▶ _INSTRUCTIONS TO FOLLOW_
When the line containing "attempts rejected by" appears in the entries below, begin printing there and stop after the line containing "registry.register(Box::new(PLAYERS_ENQUEUED_TOTAL.clone()))?;"; print each of those lines exactly and no other line.
MATERIAL PROVIDED section start
impl BattleActor {
    #[allow(clippy::too_many_arguments)]
    pub fn new(
        battle: Battle,
        state: BattleState,
        cfg: BattleSettings,
        rewards: RewardSettings,
        store: Arc<dyn BattleStore>,
        reward_sink: Arc<dyn RewardSink>,
        subscription_addr: Addr<SubscriptionManager>,
        supervisor_addr: Addr<BattleSupervisor>,
    ) -> Self {
        Self {
            battle,
            state,
            cfg,
            rewards,
            store,
            reward_sink,
            subscription_addr,
            supervisor_addr,
            round_in_flight: false,
        }
    }

    fn notify_both(&self, message: ServerMessage) {
        for user_id in [self.battle.player1_id, self.battle.player2_id] {
            self.subscription_addr.do_send(Notify {
                user_id,
                message: message.clone(),
            });
        }
    }

    /// 패자의 CP는 설정된 하한 아래로 내려가지 않는다
    fn loser_cp_delta(&self, loser_cp: i64) -> i64 {
        let room = (loser_cp - self.rewards.min_combat_power).max(0);
        -self.rewards.loser_cp_loss.min(room)
    }

    fn reward_plan(&self, winner_id: Option<Uuid>) -> Vec<(Uuid, RewardGrant)> {
        match winner_id {
            Some(winner) => {
                let (loser, loser_cp) = if winner == self.battle.player1_id {
                    (self.battle.player2_id, self.battle.player2_cp)
                } else {
                    (self.battle.player1_id, self.battle.player1_cp)
                };
                vec![
                    (
                        winner,
                        RewardGrant {
                            xp_delta: self.rewards.winner_xp_bonus,
                            cp_delta: self.rewards.winner_cp_gain,
                            discount_percent: Some(self.rewards.winner_discount_percent),
                            discount_duration_hours: Some(self.rewards.discount_duration_hours),
                        },
                    ),
                    (
                        loser,
                        RewardGrant {
                            xp_delta: self.rewards.loser_xp_bonus,
                            cp_delta: self.loser_cp_delta(loser_cp),
                            discount_percent: None,
                            discount_duration_hours: None,
                        },
                    ),
                ]
            }
            // 무승부: 참가 XP만 지급된다
            None => [self.battle.player1_id, self.battle.player2_id]
                .into_iter()
                .map(|id| {
                    (
                        id,
                        RewardGrant {
                            xp_delta: self.rewards.loser_xp_bonus,
                            cp_delta: 0,
                            discount_percent: None,
                            discount_duration_hours: None,
                        },
                    )
                })
                .collect(),
        }
    }

    /// completed 전이. 보상 적용은 이 전이의 결정적 부수 효과다.
    fn complete(
        &mut self,
        ctx: &mut Context<Self>,
        winner_id: Option<Uuid>,
        end_reason: EndReason,
    ) {
        self.battle.status = BattleStatus::Completed;
        self.battle.end_reason = Some(end_reason);
        self.battle.winner_id = winner_id;
        self.battle.completed_at = Some(Utc::now());
        if winner_id.is_some() {
            self.battle.fee_discount_percent = Some(self.rewards.winner_discount_percent);
        }

        info!(
            "Battle {} completed ({:?}), winner: {:?}",
            self.battle.id, end_reason, winner_id
        );
        metrics::BATTLES_COMPLETED_TOTAL
            .with_label_values(&[match end_reason {
                EndReason::Hp => "hp",
                EndReason::Timeout => "timeout",
            }])
            .inc();

        if end_reason == EndReason::Timeout {
            self.notify_both(ServerMessage::BattleTimeout {
                battle_id: self.battle.id,
            });
        }
        self.notify_both(ServerMessage::BattleCompleted {
            battle_id: self.battle.id,
            winner_id,
            end_reason,
        });

        let battle = self.battle.clone();
        let state = self.state.clone();
        let grants = self.reward_plan(winner_id);
        let store = self.store.clone();
        let reward_sink = self.reward_sink.clone();

        // 저장과 보상 적용이 끝날 때까지 메일박스를 멈춘 뒤 actor를 내린다
        ctx.wait(
            async move {
                store.persist_battle(&battle).await?;
                store.persist_battle_state(&state).await?;
                for (user_id, grant) in grants {
                    reward_sink.apply_reward(user_id, grant).await?;
                }
                Ok::<_, BattleError>(())
            }
            .into_actor(self)
            .map(|res, act, ctx| {
                if let Err(e) = res {
                    error!("Failed to finalize battle {}: {}", act.battle.id, e);
                }
                act.supervisor_addr.do_send(BattleFinished {
                    battle_id: act.battle.id,
                });
                ctx.stop();
            }),
        );
    }

    /// 커밋된 라운드 결과를 현재 상태에 겹쳐 쓴다. 커밋이 저장소에 나가 있는
    /// 동안 메일박스는 계속 도니까, 그 사이 들어온 클릭(적립 에너지와 다음
    /// 라운드 예약 행동)을 통째 대입으로 지우면 안 된다. 체력은 라운드만
    /// 바꾸므로 그대로 덮고, 에너지는 라운드가 소모한 만큼만 차감한다.
    fn apply_committed_side(
        side: &mut PlayerSide,
        spent_energy: i32,
        spent_defense: i32,
        health_after: i32,
        resolved_at: DateTime<Utc>,
    ) {
        side.health = health_after;
        side.energy = (side.energy - spent_energy).max(0);
        side.defense_energy = (side.defense_energy - spent_defense).max(0);
        // 정산 스냅샷 이후 새 클릭이 없었을 때만 예약 행동이 소모된 것이다
        let clicked_during_commit = side
            .last_manual_action_at
            .map_or(false, |at| at > resolved_at);
        if !clicked_during_commit {
            side.pending_action = None;
        }
    }

    fn timed_out(&self) -> bool {
        match self.battle.started_at {
            Some(started_at) => {
                (Utc::now() - started_at).num_milliseconds() >= self.cfg.battle_duration_ms
            }
            None => false,
        }
    }
}

impl Actor for BattleActor {
    type Context = Context<Self>;

    fn started(&mut self, ctx: &mut Self::Context) {
        info!(
            "BattleActor started for battle {} ({} vs {})",
            self.battle.id, self.battle.player1_id, self.battle.player2_id
        );
        // 라운드 정산 타이머
        ctx.run_interval(Duration::from_millis(self.cfg.round_interval_ms), |_act, ctx| {
            ctx.address().do_send(RoundTick);
        });
        // 제한 시간 검사 타이머. 라운드 틱이 밀려도 타임아웃을 놓치지 않는다.
        ctx.run_interval(
            Duration::from_millis(self.cfg.timeout_check_interval_ms),
            |_act, ctx| {
                ctx.address().do_send(TimeoutCheck);
            },
        );
    }
}

// --- Handlers ---

impl Handler<StartBattle> for BattleActor {
    type Result = BattleResult<()>;

    fn handle(&mut self, _msg: StartBattle, ctx: &mut Context<Self>) -> Self::Result {
        if self.battle.status != BattleStatus::Preparing {
            return Err(BattleError::invalid_state(
                "battle",
                self.battle.id,
                format!("cannot start from {:?}", self.battle.status),
            ));
        }
        self.battle.status = BattleStatus::Ongoing;
        self.battle.started_at = Some(Utc::now());
        info!("Battle {} is now ongoing", self.battle.id);

        let battle = self.battle.clone();
        let store = self.store.clone();
        ctx.spawn(
            async move { store.persist_battle(&battle).await }
                .into_actor(self)
                .map(|res, act, _ctx| {
                    if let Err(e) = res {
                        error!("Failed to persist start of battle {}: {}", act.battle.id, e);
                    }
                }),
        );
        Ok(())
    }
}
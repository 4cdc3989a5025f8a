pub mod actor;
pub mod rules;
pub mod supervisor;
pub mod types;
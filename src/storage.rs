use std::collections::{HashMap, HashSet};
use std::sync::Arc;

use async_trait::async_trait;
use parking_lot::RwLock;
use uuid::Uuid;

use crate::battle::types::{Battle, BattleRound, BattleState, BattleStatus};
use crate::errors::{BattleError, BattleResult};

/// 전투 기록 저장소. 실제 배포에서는 마켓플레이스의 DB가 이 trait 뒤에 붙는다.
///
/// `append_battle_round`는 `(battle_id, round_number)` 유일성을 강제해야 한다.
/// 동일 라운드가 두 번 기록되려 하면 두 번째 쓰기는 `ConcurrencyConflict`로
/// 거부되고, 호출자는 해당 라운드의 상태 변경을 폐기한다.
#[async_trait]
pub trait BattleStore: Send + Sync {
    async fn persist_battle(&self, battle: &Battle) -> BattleResult<()>;
    async fn persist_battle_state(&self, state: &BattleState) -> BattleResult<()>;
    async fn append_battle_round(&self, round: &BattleRound) -> BattleResult<()>;
    async fn load_battle(&self, battle_id: Uuid) -> BattleResult<Battle>;
    async fn load_battle_state(&self, battle_id: Uuid) -> BattleResult<BattleState>;
    async fn load_rounds(&self, battle_id: Uuid) -> BattleResult<Vec<BattleRound>>;
    async fn load_ongoing_battle_for_user(&self, user_id: Uuid) -> BattleResult<Option<Battle>>;

    /// 라운드 기록과 상태 갱신을 하나의 원자 단위로 커밋한다.
    /// 중간에 실패해도 라운드 기록과 HP가 어긋난 채 남지 않아야 한다.
    /// 구현체가 자기 백엔드의 트랜잭션 수단으로 직접 보장해야 한다.
    async fn commit_round(&self, round: &BattleRound, state: &BattleState) -> BattleResult<()>;
}

#[derive(Default)]
struct StoreInner {
    battles: HashMap<Uuid, Battle>,
    states: HashMap<Uuid, BattleState>,
    rounds: HashMap<Uuid, Vec<BattleRound>>,
    round_keys: HashSet<(Uuid, u32)>,
}

/// 인메모리 저장소 구현 (개발/테스트용)
#[derive(Default)]
pub struct InMemoryBattleStore {
    inner: RwLock<StoreInner>,
}

impl InMemoryBattleStore {
    pub fn new() -> Arc<Self> {
        Arc::new(Self::default())
    }
}

#[async_trait]
impl BattleStore for InMemoryBattleStore {
    async fn persist_battle(&self, battle: &Battle) -> BattleResult<()> {
        let mut inner = self.inner.write();
        if let Some(existing) = inner.battles.get(&battle.id) {
            // completed 전투는 불변이다
            if existing.status == BattleStatus::Completed {
                return Err(BattleError::invalid_state(
                    "battle",
                    battle.id,
                    "completed battles are immutable",
                ));
            }
        }
        inner.battles.insert(battle.id, battle.clone());
        Ok(())
    }

    async fn persist_battle_state(&self, state: &BattleState) -> BattleResult<()> {
        self.inner
            .write()
            .states
            .insert(state.battle_id, state.clone());
        Ok(())
    }

    async fn append_battle_round(&self, round: &BattleRound) -> BattleResult<()> {
        let mut inner = self.inner.write();
        let key = (round.battle_id, round.round_number);
        if !inner.round_keys.insert(key) {
            return Err(BattleError::ConcurrencyConflict {
                battle_id: round.battle_id,
                round_number: round.round_number,
            });
        }
        inner
            .rounds
            .entry(round.battle_id)
            .or_default()
            .push(round.clone());
        Ok(())
    }

    async fn load_battle(&self, battle_id: Uuid) -> BattleResult<Battle> {
        self.inner
            .read()
            .battles
            .get(&battle_id)
            .cloned()
            .ok_or_else(|| BattleError::not_found("battle", battle_id))
    }

    async fn load_battle_state(&self, battle_id: Uuid) -> BattleResult<BattleState> {
        self.inner
            .read()
            .states
            .get(&battle_id)
            .cloned()
            .ok_or_else(|| BattleError::not_found("battle_state", battle_id))
    }

    async fn load_rounds(&self, battle_id: Uuid) -> BattleResult<Vec<BattleRound>> {
        Ok(self
            .inner
            .read()
            .rounds
            .get(&battle_id)
            .cloned()
            .unwrap_or_default())
    }

    async fn load_ongoing_battle_for_user(&self, user_id: Uuid) -> BattleResult<Option<Battle>> {
        Ok(self
            .inner
            .read()
            .battles
            .values()
            .find(|b| {
                b.involves(user_id)
                    && matches!(b.status, BattleStatus::Preparing | BattleStatus::Ongoing)
            })
            .cloned())
    }

    async fn commit_round(&self, round: &BattleRound, state: &BattleState) -> BattleResult<()> {
        // 단일 락 아래에서 라운드와 상태를 함께 커밋한다
        let mut inner = self.inner.write();
        let key = (round.battle_id, round.round_number);
        if !inner.round_keys.insert(key) {
            return Err(BattleError::ConcurrencyConflict {
                battle_id: round.battle_id,
                round_number: round.round_number,
            });
        }
        inner
            .rounds
            .entry(round.battle_id)
            .or_default()
            .push(round.clone());
        inner.states.insert(state.battle_id, state.clone());
        Ok(())
    }
}

#[cfg(test)]
mod tests {
    use super::*;
    use crate::battle::types::RoundAction;
    use chrono::Utc;

    fn round(battle_id: Uuid, number: u32) -> BattleRound {
        BattleRound {
            battle_id,
            round_number: number,
            player1_action: RoundAction::Attack,
            player2_action: RoundAction::Defend,
            player1_damage: 10,
            player2_damage: 0,
            player1_critical: false,
            player2_critical: false,
            player1_health: 100,
            player2_health: 90,
            processed_at: Utc::now(),
        }
    }

    #[tokio::test]
    async fn duplicate_round_number_is_rejected() {
        let store = InMemoryBattleStore::new();
        let battle_id = Uuid::new_v4();

        store.append_battle_round(&round(battle_id, 1)).await.unwrap();
        let err = store
            .append_battle_round(&round(battle_id, 1))
            .await
            .unwrap_err();
        assert!(matches!(err, BattleError::ConcurrencyConflict { .. }));

        // 첫 기록만 남는다
        let rounds = store.load_rounds(battle_id).await.unwrap();
        assert_eq!(rounds.len(), 1);
    }

    #[tokio::test]
    async fn completed_battle_is_immutable() {
        let store = InMemoryBattleStore::new();
        let mut battle = Battle::new(Uuid::new_v4(), 100, Uuid::new_v4(), 110);
        battle.status = BattleStatus::Completed;
        store.persist_battle(&battle).await.unwrap();

        battle.winner_id = Some(battle.player1_id);
        let err = store.persist_battle(&battle).await.unwrap_err();
        assert!(matches!(err, BattleError::InvalidState { .. }));
    }

    #[tokio::test]
    async fn ongoing_battle_lookup_matches_either_player() {
        let store = InMemoryBattleStore::new();
        let battle = Battle::new(Uuid::new_v4(), 100, Uuid::new_v4(), 110);
        store.persist_battle(&battle).await.unwrap();

        let found = store
            .load_ongoing_battle_for_user(battle.player2_id)
            .await
            .unwrap();
        assert_eq!(found.map(|b| b.id), Some(battle.id));

        let missing = store
            .load_ongoing_battle_for_user(Uuid::new_v4())
            .await
            .unwrap();
        assert!(missing.is_none());
    }
}
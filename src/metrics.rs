use lazy_static::lazy_static;
use prometheus::{IntCounter, IntCounterVec, IntGauge, Opts, Registry};

lazy_static! {
    pub static ref PLAYERS_ENQUEUED_TOTAL: IntCounter = IntCounter::new(
        "battle_players_enqueued_total",
        "Number of queue entries created"
    )
    .unwrap();
    pub static ref QUEUE_ENTRIES_EXPIRED_TOTAL: IntCounter = IntCounter::new(
        "battle_queue_entries_expired_total",
        "Queue entries removed by the expiry sweep"
    )
    .unwrap();
    pub static ref MATCHES_FOUND_TOTAL: IntCounter = IntCounter::new(
        "battle_matches_found_total",
        "Mutually compatible pairs produced by the matchmaker"
    )
    .unwrap();
    pub static ref QUEUE_SIZE: IntGauge =
        IntGauge::new("battle_queue_size", "Entries currently searching").unwrap();
    pub static ref INVITATIONS_RESOLVED_TOTAL: IntCounterVec = IntCounterVec::new(
        Opts::new(
            "battle_invitations_resolved_total",
            "Invitation terminal transitions by outcome"
        ),
        &["outcome"]
    )
    .unwrap();
    pub static ref ROUNDS_RESOLVED_TOTAL: IntCounter = IntCounter::new(
        "battle_rounds_resolved_total",
        "Battle rounds successfully persisted"
    )
    .unwrap();
    pub static ref ROUND_CONFLICTS_TOTAL: IntCounter = IntCounter::new(
        "battle_round_conflicts_total",
        "Duplicate round writes discarded"
    )
    .unwrap();
    pub static ref BATTLES_COMPLETED_TOTAL: IntCounterVec = IntCounterVec::new(
        Opts::new(
            "battle_battles_completed_total",
            "Completed battles by end reason"
        ),
        &["end_reason"]
    )
    .unwrap();
    pub static ref DAILY_LIMIT_REJECTIONS_TOTAL: IntCounter = IntCounter::new(
        "battle_daily_limit_rejections_total",
        "Queue/invitation attempts rejected by the daily battle limit"
    )
    .unwrap();
}

pub fn register_custom_metrics(registry: &Registry) -> Result<(), prometheus::Error> {
    registry.register(Box::new(PLAYERS_ENQUEUED_TOTAL.clone()))?;
    registry.register(Box::new(QUEUE_ENTRIES_EXPIRED_TOTAL.clone()))?;
    registry.register(Box::new(MATCHES_FOUND_TOTAL.clone()))?;
    registry.register(Box::new(QUEUE_SIZE.clone()))?;
    registry.register(Box::new(INVITATIONS_RESOLVED_TOTAL.clone()))?;
    registry.register(Box::new(ROUNDS_RESOLVED_TOTAL.clone()))?;
    registry.register(Box::new(ROUND_CONFLICTS_TOTAL.clone()))?;
    registry.register(Box::new(BATTLES_COMPLETED_TOTAL.clone()))?;
    registry.register(Box::new(DAILY_LIMIT_REJECTIONS_TOTAL.clone()))?;
    Ok(())
}
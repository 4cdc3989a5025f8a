use actix::{Actor, System};
use actix_web::{web, App, HttpServer};
use battle_server::{
    api,
    battle::supervisor::BattleSupervisor,
    env::Settings,
    invitation::InvitationCoordinator,
    limits::DailyBattleLimiter,
    matchmaker::{messages::BindInvitations, Matchmaker},
    metrics,
    provider::{InMemoryCombatPowerProvider, RecordingRewardSink},
    storage::InMemoryBattleStore,
    subscript::SubscriptionManager,
    AppState, LoggerManager,
};
use std::sync::Arc;
use tracing::{error, info};

#[actix_web::main]
async fn main() -> std::io::Result<()> {
    // 1. 환경변수 로드
    dotenv::dotenv().ok();

    // 2. 설정 파일 로드
    let settings = Settings::new().expect("Failed to load settings");

    // 3. 로거 초기화
    let _logger_manager = LoggerManager::setup(&settings);
    info!("Logger initialized");

    // 4. Metrics 초기화
    let metrics_registry = prometheus::Registry::new();
    metrics::register_custom_metrics(&metrics_registry)
        .expect("Failed to register custom metrics");
    info!("Metrics initialized and registered");

    // 5. 저장소/외부 의존성 준비
    let store = InMemoryBattleStore::new();
    let cp_provider = InMemoryCombatPowerProvider::new();
    let reward_sink = RecordingRewardSink::new();
    let limiter = Arc::new(DailyBattleLimiter::new(settings.limits.clone()));

    // 6. SubscriptionManager 시작
    let sub_manager_addr = SubscriptionManager::new().start();
    info!("SubscriptionManager actor started");

    // 7. Matchmaker 시작
    let matchmaker_addr = Matchmaker::new(settings.matchmaking.clone()).start();
    info!("Matchmaker actor started");

    // 8. BattleSupervisor 시작
    let supervisor_addr = BattleSupervisor::new(
        settings.battle.clone(),
        settings.rewards.clone(),
        store.clone(),
        reward_sink.clone(),
        sub_manager_addr.clone(),
        limiter.clone(),
    )
    .start();
    info!("BattleSupervisor actor started");

    // 9. InvitationCoordinator 시작 후 Matchmaker에 역방향 바인딩
    let invitation_addr = InvitationCoordinator::new(
        settings.matchmaking.clone(),
        sub_manager_addr.clone(),
        matchmaker_addr.clone(),
        supervisor_addr.clone(),
    )
    .start();
    matchmaker_addr.do_send(BindInvitations {
        addr: invitation_addr.clone(),
    });
    info!("InvitationCoordinator actor started and bound");

    // 10. AppState 구성
    let app_state = AppState {
        settings: settings.clone(),
        matchmaker_addr,
        invitation_addr,
        supervisor_addr,
        sub_manager_addr,
        store,
        cp_provider,
        limiter,
        metrics_registry,
    };

    // 11. HTTP 서버 시작
    let bind_address = format!("{}:{}", settings.server.bind_address, settings.server.port);
    info!("Starting HTTP server on {}", bind_address);

    let mut server = HttpServer::new(move || {
        App::new()
            .app_data(web::Data::new(app_state.clone()))
            .configure(api::configure)
    })
    .bind(&bind_address)?
    .run();

    info!("Battle Server is running on {}", bind_address);

    // 12. 종료 신호 대기
    tokio::select! {
        res = &mut server => {
            error!("Server exited unexpectedly");
            return res;
        },

        _ = tokio::signal::ctrl_c() => {
            info!("Ctrl+C received. Initiating graceful shutdown...");
            System::current().stop();
        },
    }

    info!("Waiting for all actors to shutdown...");
    server.await?;
    info!("System has shut down gracefully");

    Ok(())
}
MATERIAL PROVIDED section end
▶ _TASK RESPONSE_
        "Queue/invitation attempts rejected by the daily battle limit"
    )
    .unwrap();
}

pub fn register_custom_metrics(registry: &Registry) -> Result<(), prometheus::Error> {
    registry.register(Box::new(PLAYERS_ENQUEUED_TOTAL.clone()))?;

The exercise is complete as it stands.